Please report how many lines below contain "usage", writing nothing except the number.

======== Material to process

// ---------------------------------------------------------------------------
// LlmClient wrapper
// ---------------------------------------------------------------------------

/// Either a configured Claude client or disabled (no API key).
pub enum LlmClient {
    Active(ClaudeClient),
    Disabled,
}

impl LlmClient {
    /// `Active` when a non-empty API key is configured, otherwise `Disabled`.
    pub fn from_config(config: &LlmConfig) -> Self {
        match &config.api_key {
            Some(key) if !key.trim().is_empty() => LlmClient::Active(ClaudeClient::new(
                key.trim().to_string(),
                config.model.clone(),
                config.max_tokens,
            )),
            _ => LlmClient::Disabled,
        }
    }
}

#[async_trait]
impl TextGenerator for LlmClient {
    async fn stream(
        &self,
        system: &str,
        prompt: &str,
        tx: mpsc::Sender<LlmEvent>,
    ) -> anyhow::Result<()> {
        match self {
            LlmClient::Active(client) => client.stream_message(system, prompt, tx).await,
            LlmClient::Disabled => {
                let _ = tx
                    .send(LlmEvent::Error {
                        message: "LLM not configured".to_string(),
                    })
                    .await;
                Ok(())
            }
        }
    }

    fn is_enabled(&self) -> bool {
        matches!(self, LlmClient::Active(_))
    }
}

// ---------------------------------------------------------------------------
// SSE JSON parsing helpers
// ---------------------------------------------------------------------------

/// `{ "type": "message_start", "message": { "usage": { "input_tokens": N } } }`
pub(crate) fn parse_input_tokens(data: &str) -> Option<u32> {
    let v: Value = serde_json::from_str(data).ok()?;
    v.get("message")?
        .get("usage")?
        .get("input_tokens")?
        .as_u64()
        .map(|n| n as u32)
}

/// `{ "type": "content_block_delta", "delta": { "type": "text_delta", "text": "..." } }`
pub(crate) fn parse_delta_text(data: &str) -> Option<String> {
    let v: Value = serde_json::from_str(data).ok()?;
    v.get("delta")?.get("text")?.as_str().map(|s| s.to_string())
}

/// `{ "type": "message_delta", "usage": { "output_tokens": N } }`
pub(crate) fn parse_output_tokens(data: &str) -> Option<u32> {
    let v: Value = serde_json::from_str(data).ok()?;
    v.get("usage")?
        .get("output_tokens")?
        .as_u64()
        .map(|n| n as u32)
}

/// `{ "type": "error", "error": { "type": "overloaded_error", "message": "..." } }`
pub(crate) fn parse_error_message(data: &str) -> Option<String> {
    let v: Value = serde_json::from_str(data).ok()?;
    v.get("error")?
        .get("message")?
        .as_str()
        .map(|s| s.to_string())
}

fn extract_error_message(err: &reqwest_eventsource::Error) -> String {
    match err {
        reqwest_eventsource::Error::InvalidStatusCode(status, _response) => {
            format!("API returned status {status}")
        }
        reqwest_eventsource::Error::Transport(e) => format!("Network error: {e}"),
        other => format!("Stream error: {other}"),
    }
}

/// Drain `rx`, returning the complete text or the first error message.
pub async fn collect_text(mut rx: mpsc::Receiver<LlmEvent>) -> Result<String, String> {
    let mut text = String::new();
    while let Some(event) = rx.recv().await {
        match event {
            LlmEvent::Token { text: t } => text.push_str(&t),
            LlmEvent::Complete { full_text, .. } => return Ok(full_text),
            LlmEvent::Error { message } => return Err(message),
        }
    }
    if text.is_empty() {
        Err("stream closed without output".to_string())
    } else {
        Ok(text)
    }
}

// ---------------------------------------------------------------------------
// Unit tests
// ---------------------------------------------------------------------------

#[cfg(test)]
mod tests {
    use super::*;

    #[test]
    fn parse_message_start_input_tokens() {
        let data = r#"{
            "type": "message_start",
            "message": { "id": "msg_1", "usage": { "input_tokens": 42, "output_tokens": 0 } }
        }"#;
        assert_eq!(parse_input_tokens(data), Some(42));
        assert_eq!(parse_input_tokens("not json"), None);
    }

    #[test]
    fn parse_content_block_delta() {
        let data = r#"{ "type": "content_block_delta", "index": 0,
                        "delta": { "type": "text_delta", "text": "Captain Salah" } }"#;
        assert_eq!(parse_delta_text(data), Some("Captain Salah".to_string()));
        assert_eq!(parse_delta_text(r#"{ "type": "content_block_delta" }"#), None);
    }

    #[test]
    fn parse_message_delta_output_tokens() {
        let data = r#"{ "type": "message_delta", "delta": { "stop_reason": "end_turn" },
                        "usage": { "output_tokens": 128 } }"#;
        assert_eq!(parse_output_tokens(data), Some(128));
        assert_eq!(parse_output_tokens(r#"{ "delta": {} }"#), None);
    }

    #[test]
    fn parse_error_event() {
        let data = r#"{ "type": "error", "error": { "type": "overloaded_error", "message": "Overloaded" } }"#;
        assert_eq!(parse_error_message(data), Some("Overloaded".to_string()));
    }

    #[test]
    fn from_config_selects_variant() {
        let mut config = LlmConfig::default();
        assert!(matches!(LlmClient::from_config(&config), LlmClient::Disabled));
        config.api_key = Some("   ".to_string());
        assert!(matches!(LlmClient::from_config(&config), LlmClient::Disabled));
        config.api_key = Some("sk-ant-test".to_string());
        let client = LlmClient::from_config(&config);
        assert!(matches!(client, LlmClient::Active(_)));
        assert!(client.is_enabled());
    }

    #[tokio::test]
    async fn disabled_client_sends_error_event() {
        let (tx, rx) = mpsc::channel(8);
        LlmClient::Disabled.stream("system", "user", tx).await.unwrap();
        assert_eq!(collect_text(rx).await, Err("LLM not configured".to_string()));
    }

    #[tokio::test]
    async fn empty_api_key_sends_error_event() {
        let client = ClaudeClient::new(String::new(), "model".into(), 100);
        let (tx, mut rx) = mpsc::channel(8);
        client.stream_message("system", "user", tx).await.unwrap();
        assert_eq!(
            rx.recv().await,
            Some(LlmEvent::Error {
                message: "API key not configured".to_string()
            })
        );
    }

    #[tokio::test]
    async fn collect_text_without_complete_uses_tokens() {
        let (tx, rx) = mpsc::channel(8);
        tx.send(LlmEvent::Token { text: "a".into() }).await.unwrap();
        tx.send(LlmEvent::Token { text: "b".into() }).await.unwrap();
        drop(tx);
        assert_eq!(collect_text(rx).await, Ok("ab".to_string()));
    }

    /// Serve one canned HTTP response on a local port and return its URL.
    async fn mock_server(response: &'static str) -> String {
        use tokio::io::{AsyncReadExt, AsyncWriteExt};
        use tokio::net::TcpListener;

        let listener = TcpListener::bind("127.0.0.1:0").await.unwrap();
        let addr = listener.local_addr().unwrap();
        tokio::spawn(async move {
            let (mut socket, _) = listener.accept().await.unwrap();
            let mut buf = vec![0u8; 8192];
            let _ = socket.read(&mut buf).await;
            socket.write_all(response.as_bytes()).await.unwrap();
            socket.flush().await.unwrap();
            tokio::time::sleep(std::time::Duration::from_millis(100)).await;
        });
        format!("http://{addr}")
    }

    #[tokio::test]
    async fn streams_tokens_from_mock_server() {
        let url = mock_server(concat!(
            "HTTP/1.1 200 OK\r\n",
            "Content-Type: text/event-stream\r\n",
            "Cache-Control: no-cache\r\n",
            "\r\n",
            "event: message_start\r\n",
            "data: {\"type\":\"message_start\",\"message\":{\"usage\":{\"input_tokens\":15}}}\r\n",
            "\r\n",
            "event: content_block_delta\r\n",
            "data: {\"type\":\"content_block_delta\",\"index\":0,\"delta\":{\"type\":\"text_delta\",\"text\":\"Strong\"}}\r\n",
            "\r\n",
            "event: content_block_delta\r\n",
            "data: {\"type\":\"content_block_delta\",\"index\":0,\"delta\":{\"type\":\"text_delta\",\"text\":\" squad\"}}\r\n",
            "\r\n",
            "event: message_delta\r\n",
            "data: {\"type\":\"message_delta\",\"usage\":{\"output_tokens\":7}}\r\n",
            "\r\n",
            "event: message_stop\r\n",
            "data: {\"type\":\"message_stop\"}\r\n",
            "\r\n",
        ))
        .await;

        let client = ClaudeClient::new("sk-test".into(), "test".into(), 64).with_url(url);
        let (tx, mut rx) = mpsc::channel(32);
        client.stream_message("system", "user", tx).await.unwrap();

        let mut events = Vec::new();
        while let Some(event) = rx.recv().await {
            events.push(event);
        }
        assert_eq!(
            events,
            vec![
                LlmEvent::Token { text: "Strong".into() },
                LlmEvent::Token { text: " squad".into() },
                LlmEvent::Complete {
                    full_text: "Strong squad".into(),
                    input_tokens: 15,
                    output_tokens: 7,
                },
            ]
        );
    }

    #[tokio::test]
    async fn error_status_reported_as_event() {
        let url = mock_server(concat!(
            "HTTP/1.1 401 Unauthorized\r\n",
            "Content-Type: application/json\r\n",
            "Content-Length: 2\r\n",
            "\r\n",
            "{}",
        ))
        .await;

        let client = ClaudeClient::new("sk-bad".into(), "test".into(), 64).with_url(url);
        let (tx, rx) = mpsc::channel(8);
        client.stream_message("system", "user", tx).await.unwrap();
        let err = collect_text(rx).await.unwrap_err();
        assert!(err.contains("401"), "{err}");
    }
}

================

Task answer
8